Linear Model Evaluation

Trained a linear regression model on the scaled training data
Calculated Mean Squared Error (MSE) for both training and CV sets:
J_train = (1/2m_train)∑(f(x_train) - y_train)²
J_cv = (1/2m_cv)∑(f(x_cv) - y_cv)²

Adding Polynomial Features

Model Improvement

Created polynomial features up to degree 10 using PolynomialFeatures
For each polynomial degree:

Added polynomial features
Scaled features
Trained linear regression model
Computed training and CV MSEs

# Initialize lists to save errors, models, and transforms
train_mses = []
cv_mses = []
models = []
polys = []
scalers = []

# Loop over different polynomial degrees
for degree in range(1,11):
 # Add polynomial features
 poly = PolynomialFeatures(degree, include_bias=False)
 X_train_mapped = poly.fit_transform(x_train)

 # Scale features
 scaler_poly = StandardScaler()
 X_train_mapped_scaled = scaler_poly.fit_transform(X_train_mapped)
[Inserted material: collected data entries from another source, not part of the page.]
//! Session identity and the tickets that tie narrative requests to it.

use serde::{Deserialize, Serialize};
use uuid::Uuid;

use crate::cards::BacklogItem;

/// Unique identifier for a playthrough.
#[derive(Debug, Clone, Copy, PartialEq, Eq, Hash, Serialize, Deserialize)]
pub struct SessionId(pub Uuid);

impl SessionId {
    pub fn new() -> Self {
        Self(Uuid::new_v4())
    }
}

impl Default for SessionId {
    fn default() -> Self {
        Self::new()
    }
}

impl std::fmt::Display for SessionId {
    fn fmt(&self, f: &mut std::fmt::Formatter<'_>) -> std::fmt::Result {
        write!(f, "{}", self.0)
    }
}

/// Identifies the session state an asynchronous request was issued against.
///
/// A result carrying a ticket is only applied if the controller still holds
/// the same session at the same generation.
#[derive(Debug, Clone, Copy, PartialEq, Eq, Hash, Serialize, Deserialize)]
pub struct SessionTicket {
    pub session: SessionId,
    pub generation: u64,
}

/// Snapshot handed to the narrative layer once a session reaches SUMMARY.
#[derive(Debug, Clone, Serialize, Deserialize)]
pub struct SummaryRequest {
    pub ticket: SessionTicket,
    pub deck_name: String,
    /// The final ledger, in acceptance order.
    pub ledger: Vec<BacklogItem>,
}
//! Risk aggregation over the accepted-items ledger.
//!
//! Everything here is a pure function of a ledger snapshot. Nothing is
//! cached: the ledger is small and only grows during a session.

use serde::{Deserialize, Serialize};
use std::collections::BTreeMap;

use crate::cards::{BacklogItem, StrideCategory};

/// Suggested upper bound for the severity meter. Not a hard limit.
pub const DEFAULT_SEVERITY_CAP: u32 = 40;

/// Sum of impact weight times probability weight over the ledger.
pub fn compute_score(ledger: &[BacklogItem]) -> u32 {
    ledger.iter().map(|item| item.card().severity()).sum()
}

/// `score / cap`, clamped to `[0, 1]`. A zero cap reads as fully saturated
/// for any positive score.
pub fn severity_fraction(score: u32, cap: u32) -> f32 {
    if cap == 0 {
        return if score > 0 { 1.0 } else { 0.0 };
    }
    (score as f32 / cap as f32).clamp(0.0, 1.0)
}

/// Count of ledger items per category. Zero-count categories are absent.
pub fn category_distribution(ledger: &[BacklogItem]) -> BTreeMap<StrideCategory, usize> {
    let mut distribution = BTreeMap::new();
    for item in ledger {
        *distribution.entry(item.card().category()).or_insert(0) += 1;
    }
    distribution
}

/// Coarse banding of the severity fraction.
#[derive(Debug, Clone, Copy, PartialEq, Eq, PartialOrd, Ord, Serialize, Deserialize)]
pub enum SeverityBand {
    /// Below 25% of the cap.
    Contained,
    /// Below 60% of the cap.
    Elevated,
    Critical,
}

impl SeverityBand {
    pub fn from_fraction(fraction: f32) -> Self {
        match fraction {
            x if x < 0.25 => SeverityBand::Contained,
            x if x < 0.60 => SeverityBand::Elevated,
            _ => SeverityBand::Critical,
        }
    }

    pub fn label(&self) -> &'static str {
        match self {
            SeverityBand::Contained => "contained",
            SeverityBand::Elevated => "elevated",
            SeverityBand::Critical => "critical",
        }
    }
}

/// Everything the presentation layer shows about the ledger's risk.
#[derive(Debug, Clone, PartialEq, Serialize, Deserialize)]
pub struct RiskReport {
    pub score: u32,
    pub cap: u32,
    pub fraction: f32,
    pub band: SeverityBand,
    pub distribution: BTreeMap<StrideCategory, usize>,
    pub accepted: usize,
}

impl RiskReport {
    /// Derive a report from a ledger snapshot.
    pub fn from_ledger(ledger: &[BacklogItem], cap: u32) -> Self {
        let score = compute_score(ledger);
        let fraction = severity_fraction(score, cap);
        Self {
            score,
            cap,
            fraction,
            band: SeverityBand::from_fraction(fraction),
            distribution: category_distribution(ledger),
            accepted: ledger.len(),
        }
    }

    /// Fill percentage for a meter widget.
    pub fn percentage(&self) -> f32 {
        self.fraction * 100.0
    }

    /// The category with the most accepted items, if any.
    pub fn dominant_category(&self) -> Option<StrideCategory> {
        self.distribution
            .iter()
            .max_by_key(|(_, count)| **count)
            .map(|(category, _)| *category)
    }
}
 # Train model and compute errors
 # ...

Results showed:
Linear model (degree=1) had high training and CV MSEs
Adding a quadratic term (degree=2) dramatically reduced both errors
Performance remained relatively stable through degree=5
Higher degrees (6-10) showed increasing CV error, indicating overfitting

Model Selection

Selected model with lowest CV MSE (degree = 5)
Computed test MSE to estimate generalization error
Final results demonstrated the model selection process:
Training MSE, CV MSE, and Test MSE all reported

Part 2: Neural Network Regression Models

Architecture Comparison

Used same dataset but applied neural network models
Tested multiple architectures:

Model 1: Small network (1 hidden layer)
Model 2: Medium network (2 hidden layers)
Model 3: Larger network (3 hidden layers)

For each architecture:

Trained the model on scaled training data
Computed training and CV MSEs
Selected model with lowest CV MSE

Part 3: Classification Tasks

Binary Classification

Dataset and Preparation

Loaded a binary classification dataset with 200 examples
Each example had 2 input features and a target (0 or 1)
Split into training (60%), CV (20%), and test (20%) sets
Scaled features using the training set statistics

Classification Error Metrics

Measured performance using misclassification rate:
Fraction of examples where predicted class != actual class
Computed as: np.mean(predictions != ground_truth)

# After getting model outputs (probabilities)
yhat = tf.math.sigmoid(model.predict(x_scaled))
yhat = np.where(yhat >= threshold, 1, 0)

# Compute fraction of misclassified examples
error = np.mean(yhat != y_true)

Key Takeaways

Lab Summary

Three-way splitting is crucial for model selection and honest performance estimation
Feature scaling should always use training set statistics
Polynomial features can dramatically improve linear models for non-linear data
Model selection should be based on cross-validation performance, not training performance
Generalization error should be estimated using a separate test set that wasn’t used for model decisions

The systematic approach to model evaluation and selection demonstrated in this lab provides a solid foundation for developing models that generalize well to new data. By properly separating training, validation, and testing data, you can confidently select model architectures and report honest performance metrics.